(Records from a collection)
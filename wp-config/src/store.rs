//! Workspace Config Store.
//!
//! Every mutating command holds [`WorkspaceLock`] across its whole
//! read-modify-write. Saves are atomic (temp file plus rename) and refuse to
//! overwrite a document whose `revision` moved since it was loaded.

use std::fs::{self, File, OpenOptions};
use std::path::{Path, PathBuf};
use std::time::{Duration, Instant};

use fs2::FileExt;
use tracing::{debug, warn};
use wp_core::error::{Result, WpError};

use crate::workspace::Workspace;

pub const WORKSPACE_FILE: &str = "wp-workspace.json";

const LOCK_RETRY_DELAY: Duration = Duration::from_millis(100);
const DEFAULT_LOCK_TIMEOUT: Duration = Duration::from_secs(60);

/// Exclusive advisory lock on `<workspace>/wp-workspace.json.lock`.
///
/// Released on drop.
#[derive(Debug)]
pub struct WorkspaceLock {
    file: File,
    path: PathBuf,
}

impl Drop for WorkspaceLock {
    fn drop(&mut self) {
        if let Err(e) = fs2::FileExt::unlock(&self.file) {
            warn!("Failed to release workspace lock {:?}: {}", self.path, e);
        }
    }
}

#[derive(Debug, Clone)]
pub struct WorkspaceStore {
    root: PathBuf,
    lock_timeout: Duration,
}

impl WorkspaceStore {
    pub fn new(root: impl Into<PathBuf>) -> Self {
        Self {
            root: root.into(),
            lock_timeout: DEFAULT_LOCK_TIMEOUT,
        }
    }

    pub fn with_lock_timeout(mut self, timeout: Duration) -> Self {
        self.lock_timeout = timeout;
        self
    }

    pub fn root(&self) -> &Path {
        &self.root
    }

    pub fn path(&self) -> PathBuf {
        self.root.join(WORKSPACE_FILE)
    }

    pub fn lock_path(&self) -> PathBuf {
        self.root.join(format!("{}.lock", WORKSPACE_FILE))
    }

    pub fn exists(&self) -> bool {
        self.path().is_file()
    }

    /// Take the workspace lock, retrying until the configured timeout.
    pub fn lock(&self) -> Result<WorkspaceLock> {
        fs::create_dir_all(&self.root)?;
        let path = self.lock_path();
        let file = OpenOptions::new()
            .create(true)
            .read(true)
            .write(true)
            .truncate(false)
            .open(&path)?;

        let started = Instant::now();
        let mut attempts = 0u32;
        loop {
            match file.try_lock_exclusive() {
                Ok(()) => break,
                Err(e) => {
                    attempts += 1;
                    if started.elapsed() >= self.lock_timeout {
                        return Err(WpError::Timeout(format!(
                            "workspace lock {:?} still held after {} attempts: {}",
                            path, attempts, e
                        )));
                    }
                    if attempts == 1 {
                        debug!("Workspace lock busy, waiting: {:?}", path);
                    }
                    std::thread::sleep(LOCK_RETRY_DELAY);
                }
            }
        }

        debug!("Acquired workspace lock after {} retries", attempts);
        Ok(WorkspaceLock { file, path })
    }

    /// Read the document; a missing file yields a default workspace.
    pub fn load(&self) -> Result<Workspace> {
        let path = self.path();
        let content = match fs::read_to_string(&path) {
            Ok(content) => content,
            Err(e) if e.kind() == std::io::ErrorKind::NotFound => {
                debug!("No workspace document at {:?}, using defaults", path);
                return Ok(Workspace::default());
            }
            Err(e) => return Err(e.into()),
        };
        if content.trim().is_empty() {
            return Ok(Workspace::default());
        }
        serde_json::from_str(&content).map_err(|e| {
            WpError::Config(format!("Failed to parse workspace document {:?}: {}", path, e))
        })
    }

    /// Read the document, failing when `init` has not run.
    pub fn load_required(&self) -> Result<Workspace> {
        let workspace = self.load()?;
        if !workspace.is_initialized() {
            return Err(WpError::NotFound(format!(
                "No workspace at {:?}. Run 'wp-manager init <name>' first",
                self.root
            )));
        }
        Ok(workspace)
    }

    fn disk_revision(&self) -> Result<Option<u64>> {
        let path = self.path();
        if !path.is_file() {
            return Ok(None);
        }
        let content = fs::read_to_string(&path)?;
        if content.trim().is_empty() {
            return Ok(Some(0));
        }
        let value: serde_json::Value = serde_json::from_str(&content)?;
        Ok(Some(
            value
                .get("revision")
                .and_then(serde_json::Value::as_u64)
                .unwrap_or(0),
        ))
    }

    /// Write the document atomically and bump its revision.
    ///
    /// Fails with [`WpError::ConcurrentModification`] if the on-disk revision
    /// differs from the one `workspace` was loaded with.
    pub fn save(&self, workspace: &mut Workspace) -> Result<()> {
        let on_disk = self.disk_revision()?;
        match on_disk {
            Some(rev) if rev != workspace.revision => {
                return Err(WpError::ConcurrentModification(format!(
                    "expected revision {}, found {}",
                    workspace.revision, rev
                )));
            }
            None if workspace.revision != 0 => {
                return Err(WpError::ConcurrentModification(format!(
                    "{:?} disappeared since revision {}",
                    self.path(),
                    workspace.revision
                )));
            }
            _ => {}
        }

        let mut next = workspace.clone();
        next.revision += 1;
        let json = serde_json::to_string_pretty(&next)?;

        fs::create_dir_all(&self.root)?;
        let path = self.path();
        let temp_path = self
            .root
            .join(format!("{}.tmp.{}", WORKSPACE_FILE, std::process::id()));
        fs::write(&temp_path, format!("{}\n", json))?;
        if let Err(e) = fs::rename(&temp_path, &path) {
            let _ = fs::remove_file(&temp_path);
            return Err(e.into());
        }

        workspace.revision = next.revision;
        debug!("Saved workspace document revision {}", workspace.revision);
        Ok(())
    }

    /// Lock, load, apply `f`, save. Nothing is written when `f` fails.
    pub fn update<T, F>(&self, f: F) -> Result<T>
    where
        F: FnOnce(&mut Workspace) -> Result<T>,
    {
        let _lock = self.lock()?;
        let mut workspace = self.load()?;
        let out = f(&mut workspace)?;
        self.save(&mut workspace)?;
        Ok(out)
    }
}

Task requirements>
Check each line of the records for the word "impl", and show the lines that contain it.

Response to the task>
impl Drop for WorkspaceLock {
impl WorkspaceStore {
    pub fn new(root: impl Into<PathBuf>) -> Self {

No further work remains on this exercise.